──────── GIVEN DATA ────────
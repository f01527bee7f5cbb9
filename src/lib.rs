pub mod config;
pub mod db;
pub mod error;
pub mod money;
pub mod notify;
pub mod payments;
pub mod routes;

use crate::config::Config;
use crate::db::store::Store;
use crate::notify::ReceiptNotifier;
use crate::payments::PaymentProcessor;
use serde::{Deserialize, Serialize};
use std::fmt;
use std::sync::Arc;

/// Shared handler state. Everything mutable lives in Postgres or on the
/// processor's side, so no locking is needed here.
#[derive(Clone)]
pub struct AppState {
    pub store: Arc<dyn Store>,
    pub processor: Arc<dyn PaymentProcessor>,
    pub notifier: Arc<dyn ReceiptNotifier>,
    pub config: Arc<Config>,
}

#[derive(Clone, Copy, Debug, PartialEq, Eq, Serialize, Deserialize)]
pub enum DonationFrequency {
    #[serde(rename = "one-time")]
    OneTime,
    #[serde(rename = "monthly")]
    Monthly,
}

impl DonationFrequency {
    pub fn as_str(self) -> &'static str {
        match self {
            DonationFrequency::OneTime => "one-time",
            DonationFrequency::Monthly => "monthly",
        }
    }

    pub fn parse(value: &str) -> Option<Self> {
        match value {
            "one-time" => Some(DonationFrequency::OneTime),
            "monthly" => Some(DonationFrequency::Monthly),
            _ => None,
        }
    }
}

impl fmt::Display for DonationFrequency {
    fn fmt(&self, f: &mut fmt::Formatter<'_>) -> fmt::Result {
        f.write_str(self.as_str())
    }
}
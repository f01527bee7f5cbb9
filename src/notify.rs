use async_trait::async_trait;
use serde_json::json;
use thiserror::Error;
use tracing::info;

use crate::config::MailConfig;
use crate::DonationFrequency;

#[derive(Debug, Clone)]
pub struct Receipt {
    pub donor_email: String,
    pub donor_first_name: String,
    pub donor_last_name: String,
    pub charity_name: String,
    pub amount: f64,
    pub currency: String,
    pub frequency: DonationFrequency,
}

#[derive(Debug, Error)]
pub enum NotifyError {
    #[error("mail provider request failed: {0}")]
    Transport(#[from] reqwest::Error),
    #[error("mail provider rejected the message: {0}")]
    Rejected(String),
}

/// Sends the donation receipt. A notifier failure never unwinds a settled
/// payment; callers downgrade the reported outcome instead.
#[async_trait]
pub trait ReceiptNotifier: Send + Sync {
    async fn send_receipt(&self, receipt: &Receipt) -> Result<(), NotifyError>;
}

pub struct Mailer {
    http: reqwest::Client,
    api_base: String,
    api_key: String,
    from: String,
}

impl Mailer {
    pub fn new(config: &MailConfig) -> Self {
        Self {
            http: reqwest::Client::new(),
            api_base: config.api_base.clone(),
            api_key: config.api_key.clone(),
            from: config.from.clone(),
        }
    }
}

#[async_trait]
impl ReceiptNotifier for Mailer {
    #[tracing::instrument(skip(self, receipt), fields(charity = %receipt.charity_name))]
    async fn send_receipt(&self, receipt: &Receipt) -> Result<(), NotifyError> {
        let cadence = match receipt.frequency {
            DonationFrequency::OneTime => "one-time donation",
            DonationFrequency::Monthly => "monthly donation",
        };
        let body = json!({
            "from": self.from,
            "to": [receipt.donor_email],
            "subject": format!("Your donation receipt for {}", receipt.charity_name),
            "html": format!(
                "<p>Dear {} {},</p>\
                 <p>Thank you for your {cadence} of {:.2} {} to {}.</p>\
                 <p>This email serves as your receipt.</p>",
                receipt.donor_first_name,
                receipt.donor_last_name,
                receipt.amount,
                receipt.currency.to_uppercase(),
                receipt.charity_name,
            ),
        });

        let response = self
            .http
            .post(format!("{}/emails", self.api_base))
            .bearer_auth(&self.api_key)
            .json(&body)
            .send()
            .await?;

        if !response.status().is_success() {
            let status = response.status();
            let detail = response.text().await.unwrap_or_default();
            return Err(NotifyError::Rejected(format!("{status}: {detail}")));
        }
        info!(email = %receipt.donor_email, "receipt sent");
        Ok(())
    }
}
use async_trait::async_trait;
use thiserror::Error;

use crate::DonationFrequency;

pub mod stripe;
pub mod webhook;

#[derive(Debug, Error)]
pub enum ProcessorError {
    /// Business decline (card refused and similar). Safe to show the donor.
    #[error("{0}")]
    Declined(String),
    #[error("payment processor request failed: {0}")]
    Transport(#[from] reqwest::Error),
    #[error("payment processor returned {status}: {message}")]
    Api { status: u16, message: String },
    #[error("unexpected payment processor response: {0}")]
    Malformed(String),
}

#[derive(Debug, Clone)]
pub struct ChargeRequest {
    pub amount_minor: i64,
    pub currency: String,
    pub customer_id: String,
    pub payment_method_id: String,
    /// Connected account receiving the settled funds.
    pub destination_account: String,
    pub charity_id: i32,
    pub frequency: DonationFrequency,
}

#[derive(Debug, Clone)]
pub struct ChargeOutcome {
    pub payment_intent_id: String,
    pub client_secret: Option<String>,
    pub status: String,
}

#[derive(Debug, Clone)]
pub struct PlanRequest {
    pub customer_id: String,
    pub payment_method_id: String,
    pub price_id: String,
    pub destination_account: String,
    pub charity_id: i32,
}

#[derive(Debug, Clone)]
pub struct PlanOutcome {
    pub subscription_id: String,
    pub status: String,
    pub client_secret: Option<String>,
    /// Status of the payment intent on the first invoice, when expanded.
    pub invoice_payment_status: Option<String>,
}

impl PlanOutcome {
    pub fn is_active(&self) -> bool {
        self.status == "active" || self.invoice_payment_status.as_deref() == Some("succeeded")
    }
}

/// Everything the intake workflow needs from the payment processor. The
/// production implementation is [`stripe::StripeClient`]; tests script the
/// outcomes instead.
#[async_trait]
pub trait PaymentProcessor: Send + Sync {
    async fn create_customer(&self, email: &str) -> Result<String, ProcessorError>;
    async fn attach_payment_method(
        &self,
        payment_method_id: &str,
        customer_id: &str,
    ) -> Result<(), ProcessorError>;
    async fn set_default_payment_method(
        &self,
        customer_id: &str,
        payment_method_id: &str,
    ) -> Result<(), ProcessorError>;
    async fn create_payment_intent(
        &self,
        request: &ChargeRequest,
    ) -> Result<ChargeOutcome, ProcessorError>;
    async fn create_subscription(
        &self,
        request: &PlanRequest,
    ) -> Result<PlanOutcome, ProcessorError>;
}
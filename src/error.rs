use crate::db::store::StoreError;
use crate::payments::webhook::SignatureError;
use crate::payments::ProcessorError;
use axum::extract::rejection::JsonRejection;
use axum::http::StatusCode;
use axum::response::{IntoResponse, Response};
use axum::Json;
use serde_derive::Serialize;
use serde_json::json;
use thiserror::Error;
use tracing::{error, warn};

#[derive(Debug, Clone, Serialize)]
pub struct FieldError {
    pub field: &'static str,
    pub message: &'static str,
}

#[derive(Debug, Error)]
pub enum ApiError {
    #[error("validation failed")]
    Validation(Vec<FieldError>),
    #[error("{0}")]
    BadRequest(String),
    #[error("charity not found")]
    CharityNotFound,
    #[error("{0}")]
    Unauthorized(String),
    #[error("{0}")]
    Conflict(String),
    #[error("payment was not completed, status {0}")]
    PaymentFailed(String),
    #[error("subscription was not activated, status {0}")]
    SubscriptionFailed(String),
    #[error(transparent)]
    Processor(#[from] ProcessorError),
    #[error(transparent)]
    Store(#[from] StoreError),
    #[error(transparent)]
    Signature(#[from] SignatureError),
    #[error("server error")]
    Internal,
    #[error(transparent)]
    JsonExtractorRejection(#[from] JsonRejection),
}

impl IntoResponse for ApiError {
    fn into_response(self) -> Response {
        match self {
            ApiError::Validation(errors) => {
                (StatusCode::BAD_REQUEST, Json(json!({ "errors": errors }))).into_response()
            }
            ApiError::BadRequest(message) => {
                (StatusCode::BAD_REQUEST, Json(json!({ "message": message }))).into_response()
            }
            ApiError::CharityNotFound => (
                StatusCode::BAD_REQUEST,
                Json(json!({ "error": "Invalid charity" })),
            )
                .into_response(),
            ApiError::Unauthorized(message) => {
                (StatusCode::UNAUTHORIZED, Json(json!({ "message": message }))).into_response()
            }
            ApiError::Conflict(message) => {
                (StatusCode::CONFLICT, Json(json!({ "message": message }))).into_response()
            }
            ApiError::PaymentFailed(status) => (
                StatusCode::BAD_REQUEST,
                Json(json!({ "error": "Payment was not completed", "status": status })),
            )
                .into_response(),
            ApiError::SubscriptionFailed(status) => (
                StatusCode::BAD_REQUEST,
                Json(json!({ "error": "Subscription was not activated", "status": status })),
            )
                .into_response(),
            ApiError::Processor(ProcessorError::Declined(message)) => {
                (StatusCode::BAD_REQUEST, Json(json!({ "error": message }))).into_response()
            }
            ApiError::Processor(e) => {
                // rich detail stays server-side
                error!("payment processor error: {e}");
                (
                    StatusCode::INTERNAL_SERVER_ERROR,
                    Json(json!({ "message": "An error occurred" })),
                )
                    .into_response()
            }
            ApiError::Store(e) => {
                error!("database error: {e}");
                (
                    StatusCode::INTERNAL_SERVER_ERROR,
                    Json(json!({ "message": "Server error" })),
                )
                    .into_response()
            }
            ApiError::Signature(e) => {
                warn!("webhook signature rejected: {e}");
                (StatusCode::BAD_REQUEST, "Webhook Error: invalid signature").into_response()
            }
            ApiError::Internal => (
                StatusCode::INTERNAL_SERVER_ERROR,
                Json(json!({ "message": "Server error" })),
            )
                .into_response(),
            ApiError::JsonExtractorRejection(rejection) => {
                let code = match &rejection {
                    JsonRejection::JsonDataError(_) => StatusCode::BAD_REQUEST,
                    JsonRejection::JsonSyntaxError(_) => StatusCode::BAD_REQUEST,
                    JsonRejection::MissingJsonContentType(_) => StatusCode::UNSUPPORTED_MEDIA_TYPE,
                    _ => StatusCode::INTERNAL_SERVER_ERROR,
                };
                (code, Json(json!({ "message": rejection.to_string() }))).into_response()
            }
        }
    }
}
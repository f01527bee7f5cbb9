use chrono::{DateTime, NaiveDate, Utc};
use diesel::prelude::*;
use serde_derive::Serialize;

use crate::db::schema::{charities, transactions, users};

#[derive(Debug, Clone, Identifiable, Selectable, Queryable)]
#[diesel(table_name = charities)]
pub struct Charity {
    pub id: i32,
    pub name: String,
    pub stripe_account_id: String,
}

#[derive(Debug, Clone, Identifiable, Selectable, Queryable, Serialize)]
#[diesel(table_name = users)]
pub struct User {
    pub id: i32,
    pub first_name: String,
    pub last_name: String,
    pub birth_date: NaiveDate,
    pub email: String,
    // hash only, and it never leaves the server
    #[serde(skip_serializing)]
    pub password: String,
}

#[derive(Debug, Clone, Insertable)]
#[diesel(table_name = users)]
pub struct NewUser {
    pub first_name: String,
    pub last_name: String,
    pub birth_date: NaiveDate,
    pub email: String,
    pub password: String,
}

#[derive(Debug, Clone, Insertable)]
#[diesel(table_name = transactions)]
pub struct NewTransaction {
    pub charity_id: i32,
    pub amount: f64,
    pub currency: String,
    pub donation_frequency: String,
    pub stripe_transaction_id: String,
    pub created_at: DateTime<Utc>,
}

/// A recorded donation joined with the charity it funded.
#[derive(Debug, Clone, Queryable, Serialize)]
pub struct TransactionRecord {
    pub amount: f64,
    pub currency: String,
    pub donation_frequency: String,
    pub name: String,
    pub created_at: DateTime<Utc>,
}
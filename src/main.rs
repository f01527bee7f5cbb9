use donation_gateway::config::Config;
use donation_gateway::db;
use donation_gateway::db::store::PgStore;
use donation_gateway::notify::Mailer;
use donation_gateway::payments::stripe::StripeClient;
use donation_gateway::{routes, AppState};
use std::env;
use std::sync::Arc;
use tracing_subscriber::{layer::SubscriberExt, util::SubscriberInitExt};

#[tokio::main]
async fn main() {
    dotenvy::dotenv().ok();
    tracing_subscriber::registry()
        .with(sentry::integrations::tracing::layer())
        .with(
            tracing_subscriber::EnvFilter::try_from_default_env().unwrap_or_else(|_| {
                format!("info,{}=trace", env!("CARGO_CRATE_NAME")).into()
            }),
        )
        .with(tracing_subscriber::fmt::layer())
        .init();

    let _sentry = env::var("SENTRY_DSN").ok().map(|dsn| {
        sentry::init((
            dsn,
            sentry::ClientOptions {
                release: sentry::release_name!(),
                ..Default::default()
            },
        ))
    });

    let config = Config::from_env().expect("Failed to load config");

    let pool = db::connect(&config.database_url).expect("Failed to connect to database");

    let app_state = AppState {
        store: Arc::new(PgStore::new(pool)),
        processor: Arc::new(StripeClient::new(&config.stripe)),
        notifier: Arc::new(Mailer::new(&config.mail)),
        config: Arc::new(config.clone()),
    };

    let listener = tokio::net::TcpListener::bind(&config.server.to_socket_addrs())
        .await
        .expect("Failed to bind listener");
    tracing::debug!("listening on {}", listener.local_addr().unwrap());

    let app = routes::router().with_state(app_state);

    axum::serve(listener, app)
        .with_graceful_shutdown(async move {
            tokio::signal::ctrl_c()
                .await
                .expect("failed to install CTRL+C handler");
            tracing::info!("received CTRL+C, shutting down");
        })
        .await
        .unwrap();
}
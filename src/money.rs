//! The single conversion point between major currency units (what donors
//! type and what rows store) and the processor's minor units. Each amount
//! must cross this boundary exactly once per direction.

pub fn to_minor_units(major: f64) -> i64 {
    (major * 100.0).round() as i64
}

pub fn to_major_units(minor: i64) -> f64 {
    minor as f64 / 100.0
}

#[cfg(test)]
mod tests {
    use super::*;

    #[test]
    fn whole_dollars_convert_to_cents() {
        assert_eq!(to_minor_units(25.0), 2500);
        assert_eq!(to_minor_units(1.0), 100);
    }

    #[test]
    fn fractional_amounts_round_to_nearest_cent() {
        assert_eq!(to_minor_units(19.99), 1999);
        assert_eq!(to_minor_units(0.1), 10);
        // binary float artifacts must not shave a cent off
        assert_eq!(to_minor_units(29.35), 2935);
    }

    #[test]
    fn minor_units_convert_back_to_major() {
        assert_eq!(to_major_units(2500), 25.0);
        assert_eq!(to_major_units(1999), 19.99);
    }

    #[test]
    fn conversion_is_not_applied_twice() {
        let major = 25.0;
        assert_eq!(to_major_units(to_minor_units(major)), major);
    }
}
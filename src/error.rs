// SPDX-License-Identifier: MIT
// Copyright (c) 2026 Tom F. (https://github.com/tomtom215/duckdb-behavioral)

//! Configuration error types.

/// Result type alias for configuration and enumeration operations.
pub type Result<T> = std::result::Result<T, ConfigError>;

/// Errors raised while building a [`Configuration`](crate::config::Configuration).
///
/// Budget truncation is deliberately absent: pruning by the random budget
/// is an expected outcome, visible only as a probability total below 1.
#[derive(Debug, Clone, PartialEq, thiserror::Error)]
#[non_exhaustive]
pub enum ConfigError {
    /// A cycle pattern contains a symbol outside `Y`, `B`, `?`, `L`.
    #[error("invalid cycle symbol '{symbol}' at position {position}: use only Y, B, ?, L")]
    InvalidToken {
        /// The offending character.
        symbol: char,
        /// Character index of the symbol in the pattern text.
        position: usize,
    },

    /// The hit target is negative.
    #[error("hits to win must be >= 0, got {0}")]
    NegativeHitTarget(i64),

    /// The hit target does not fit the enumerator's counters.
    #[error("hits to win must be <= {max}, got {0}", max = u32::MAX)]
    HitTargetTooLarge(i64),

    /// The random hit probability is NaN or outside `[0, 1]`.
    #[error("random hit probability must lie in [0, 1], got {0}")]
    InvalidProbability(f64),

    /// The search tree would be infinite: the random budget is unbounded,
    /// no token guarantees a hit, and random tokens can keep missing.
    #[error("unbounded random budget needs a guaranteed hit (Y) in the cycle to terminate")]
    UnboundedSearch,
}
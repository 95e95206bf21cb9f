// SPDX-License-Identifier: MIT
// Copyright (c) 2026 Tom F. (https://github.com/tomtom215/duckdb-behavioral)

//! Cycle tokens and the symbols they emit into sequence labels.
//!
//! A cycle is written with one symbol per token. Resolved sequences reuse
//! the uppercase symbols for guaranteed tokens and lowercase symbols for
//! random tokens, so a label like `YyybLY` shows both what happened and
//! which outcomes were forced:
//!
//! | Token | Pattern | Emitted |
//! |-------|---------|---------|
//! | [`Token::GuaranteedHit`] | `Y` | `Y` |
//! | [`Token::GuaranteedSecondary`] | `B` | `B` |
//! | [`Token::Random`] | `?` | `y` (hit) or `b` (secondary) |
//! | [`Token::Decorative`] | `L` | `L` |

use serde::Serialize;

/// Emitted for a guaranteed hit.
pub const GUARANTEED_HIT: char = 'Y';
/// Emitted for a guaranteed secondary (blue ball).
pub const GUARANTEED_SECONDARY: char = 'B';
/// Emitted when a random token resolves as a hit.
pub const RANDOM_HIT: char = 'y';
/// Emitted when a random token resolves as a secondary.
pub const RANDOM_SECONDARY: char = 'b';
/// Emitted for a decorative marker (lightning).
pub const DECORATIVE: char = 'L';
/// Pattern symbol for a random token.
pub const RANDOM_PATTERN: char = '?';

/// One position in a repeating cycle.
#[derive(Debug, Clone, Copy, PartialEq, Eq, Hash, Serialize)]
pub enum Token {
    /// Always a hit.
    GuaranteedHit,
    /// Always a secondary-count increment.
    GuaranteedSecondary,
    /// Hit with probability `p_hit`, secondary otherwise.
    Random,
    /// Display-only marker. No effect on counts or probability.
    Decorative,
}

impl Token {
    /// Maps a pattern symbol (case-insensitive) to its token.
    #[must_use]
    pub const fn from_symbol(symbol: char) -> Option<Self> {
        match symbol.to_ascii_uppercase() {
            GUARANTEED_HIT => Some(Self::GuaranteedHit),
            GUARANTEED_SECONDARY => Some(Self::GuaranteedSecondary),
            RANDOM_PATTERN => Some(Self::Random),
            DECORATIVE => Some(Self::Decorative),
            _ => None,
        }
    }

    /// The symbol used to write this token in a cycle pattern.
    #[must_use]
    pub const fn pattern_symbol(self) -> char {
        match self {
            Self::GuaranteedHit => GUARANTEED_HIT,
            Self::GuaranteedSecondary => GUARANTEED_SECONDARY,
            Self::Random => RANDOM_PATTERN,
            Self::Decorative => DECORATIVE,
        }
    }

    /// Whether resolving this token can increment the secondary count.
    #[must_use]
    pub const fn can_add_secondary(self) -> bool {
        matches!(self, Self::GuaranteedSecondary | Self::Random)
    }
}

/// Returns `true` if an emitted sequence symbol increments the secondary count.
#[must_use]
#[inline]
pub const fn is_secondary_symbol(symbol: char) -> bool {
    matches!(symbol, GUARANTEED_SECONDARY | RANDOM_SECONDARY)
}
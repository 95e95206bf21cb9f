// SPDX-License-Identifier: MIT
// Copyright (c) 2026 Tom F. (https://github.com/tomtom215/duckdb-behavioral)

//! Common types shared by the parser, the enumerator and the summaries.

pub mod token;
────────
> [WHAT IS REQUIRED]
An exact copy of the lines above between the line holding "units (what donors" and the line holding "assert_eq!(to_minor_units(19.99), 1999);", inclusive, is the whole answer.

> [OUTPUT OF THE TASK]
//! The single conversion point between major currency units (what donors
//! type and what rows store) and the processor's minor units. Each amount
//! must cross this boundary exactly once per direction.

pub fn to_minor_units(major: f64) -> i64 {
    (major * 100.0).round() as i64
}

pub fn to_major_units(minor: i64) -> f64 {
    minor as f64 / 100.0
}

#[cfg(test)]
mod tests {
    use super::*;

    #[test]
    fn whole_dollars_convert_to_cents() {
        assert_eq!(to_minor_units(25.0), 2500);
        assert_eq!(to_minor_units(1.0), 100);
    }

    #[test]
    fn fractional_amounts_round_to_nearest_cent() {
        assert_eq!(to_minor_units(19.99), 1999);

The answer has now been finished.